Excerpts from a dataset
=== Begin Enclosure ===

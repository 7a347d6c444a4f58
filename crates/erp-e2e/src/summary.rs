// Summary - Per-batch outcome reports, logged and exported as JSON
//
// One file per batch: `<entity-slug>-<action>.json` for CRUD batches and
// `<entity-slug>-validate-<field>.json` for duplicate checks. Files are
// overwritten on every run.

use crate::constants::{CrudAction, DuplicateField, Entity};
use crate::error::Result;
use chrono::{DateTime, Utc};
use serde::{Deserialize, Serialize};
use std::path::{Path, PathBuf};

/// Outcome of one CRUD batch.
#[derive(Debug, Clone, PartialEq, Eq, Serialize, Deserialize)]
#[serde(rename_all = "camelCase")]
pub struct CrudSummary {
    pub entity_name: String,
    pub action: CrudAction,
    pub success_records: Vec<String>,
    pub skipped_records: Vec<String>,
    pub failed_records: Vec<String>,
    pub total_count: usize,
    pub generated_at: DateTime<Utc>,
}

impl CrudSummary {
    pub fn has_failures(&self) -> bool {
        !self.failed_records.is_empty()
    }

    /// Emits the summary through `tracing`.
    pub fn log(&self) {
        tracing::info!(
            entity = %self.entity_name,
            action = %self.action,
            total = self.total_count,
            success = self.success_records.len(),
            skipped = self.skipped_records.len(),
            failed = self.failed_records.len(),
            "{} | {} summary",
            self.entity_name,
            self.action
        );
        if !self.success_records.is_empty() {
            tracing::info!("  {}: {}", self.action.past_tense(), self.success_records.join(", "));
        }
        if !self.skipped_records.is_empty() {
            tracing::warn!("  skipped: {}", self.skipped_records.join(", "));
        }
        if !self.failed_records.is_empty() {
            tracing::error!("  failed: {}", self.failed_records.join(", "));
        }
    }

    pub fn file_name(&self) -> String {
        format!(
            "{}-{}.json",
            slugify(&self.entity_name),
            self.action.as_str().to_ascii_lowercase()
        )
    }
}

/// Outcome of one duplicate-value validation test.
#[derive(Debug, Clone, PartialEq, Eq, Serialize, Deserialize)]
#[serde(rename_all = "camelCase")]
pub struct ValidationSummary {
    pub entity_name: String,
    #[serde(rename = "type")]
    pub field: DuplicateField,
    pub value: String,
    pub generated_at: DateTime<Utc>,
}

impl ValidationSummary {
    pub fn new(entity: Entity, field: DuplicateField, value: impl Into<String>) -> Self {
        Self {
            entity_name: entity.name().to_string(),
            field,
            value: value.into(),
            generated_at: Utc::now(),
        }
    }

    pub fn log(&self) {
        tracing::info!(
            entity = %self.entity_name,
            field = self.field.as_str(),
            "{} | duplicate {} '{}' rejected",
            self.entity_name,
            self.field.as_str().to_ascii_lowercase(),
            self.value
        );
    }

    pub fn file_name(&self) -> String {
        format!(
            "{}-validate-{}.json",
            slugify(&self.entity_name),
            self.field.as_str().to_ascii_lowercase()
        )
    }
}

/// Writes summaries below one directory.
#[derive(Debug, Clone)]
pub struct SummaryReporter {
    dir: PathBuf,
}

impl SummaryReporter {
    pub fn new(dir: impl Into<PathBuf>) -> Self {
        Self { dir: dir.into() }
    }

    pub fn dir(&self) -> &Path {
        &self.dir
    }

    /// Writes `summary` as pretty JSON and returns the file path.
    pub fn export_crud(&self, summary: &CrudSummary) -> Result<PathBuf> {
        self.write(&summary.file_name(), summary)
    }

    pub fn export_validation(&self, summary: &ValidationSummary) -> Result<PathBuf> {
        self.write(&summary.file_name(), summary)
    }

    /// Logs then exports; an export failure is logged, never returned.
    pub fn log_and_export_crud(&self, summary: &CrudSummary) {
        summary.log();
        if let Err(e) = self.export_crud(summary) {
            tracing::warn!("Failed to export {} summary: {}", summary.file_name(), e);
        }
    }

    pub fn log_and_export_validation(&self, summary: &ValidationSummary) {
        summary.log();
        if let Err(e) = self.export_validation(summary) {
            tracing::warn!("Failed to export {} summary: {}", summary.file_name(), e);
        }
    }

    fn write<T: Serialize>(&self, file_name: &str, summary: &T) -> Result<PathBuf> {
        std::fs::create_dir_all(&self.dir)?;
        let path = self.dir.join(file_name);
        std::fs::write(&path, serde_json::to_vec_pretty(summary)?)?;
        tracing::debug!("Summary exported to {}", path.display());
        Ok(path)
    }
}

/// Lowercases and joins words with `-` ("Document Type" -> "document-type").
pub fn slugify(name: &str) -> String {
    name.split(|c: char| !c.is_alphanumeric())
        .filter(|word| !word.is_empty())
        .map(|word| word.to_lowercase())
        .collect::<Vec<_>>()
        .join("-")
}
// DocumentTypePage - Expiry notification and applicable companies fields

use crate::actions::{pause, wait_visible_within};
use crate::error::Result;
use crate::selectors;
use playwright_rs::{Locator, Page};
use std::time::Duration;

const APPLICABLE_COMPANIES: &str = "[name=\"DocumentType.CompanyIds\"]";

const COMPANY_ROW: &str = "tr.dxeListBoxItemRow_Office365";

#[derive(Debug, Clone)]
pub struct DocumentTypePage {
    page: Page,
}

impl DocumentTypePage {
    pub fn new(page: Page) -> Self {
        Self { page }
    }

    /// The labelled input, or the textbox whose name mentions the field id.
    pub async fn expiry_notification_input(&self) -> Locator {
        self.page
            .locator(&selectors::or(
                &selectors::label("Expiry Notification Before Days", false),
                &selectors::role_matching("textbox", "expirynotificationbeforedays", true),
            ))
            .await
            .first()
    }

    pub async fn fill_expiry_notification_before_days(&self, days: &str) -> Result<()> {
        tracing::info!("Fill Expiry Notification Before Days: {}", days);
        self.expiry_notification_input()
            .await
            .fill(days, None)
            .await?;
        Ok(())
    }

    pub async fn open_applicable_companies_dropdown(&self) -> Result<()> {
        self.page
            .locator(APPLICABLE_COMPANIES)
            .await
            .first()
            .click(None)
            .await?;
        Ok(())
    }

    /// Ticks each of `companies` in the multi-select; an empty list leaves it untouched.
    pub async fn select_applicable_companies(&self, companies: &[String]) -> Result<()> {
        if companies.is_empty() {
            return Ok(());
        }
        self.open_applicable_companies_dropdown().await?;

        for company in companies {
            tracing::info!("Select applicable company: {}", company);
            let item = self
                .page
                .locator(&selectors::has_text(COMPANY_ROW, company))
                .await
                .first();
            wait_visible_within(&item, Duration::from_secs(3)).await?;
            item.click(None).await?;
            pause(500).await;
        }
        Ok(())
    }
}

=== End Enclosure ===

WHAT TO DO
In the records above, each line with the string "async" should be copied.

RESULT
    pub async fn expiry_notification_input(&self) -> Locator {
    pub async fn fill_expiry_notification_before_days(&self, days: &str) -> Result<()> {
    pub async fn open_applicable_companies_dropdown(&self) -> Result<()> {
    pub async fn select_applicable_companies(&self, companies: &[String]) -> Result<()> {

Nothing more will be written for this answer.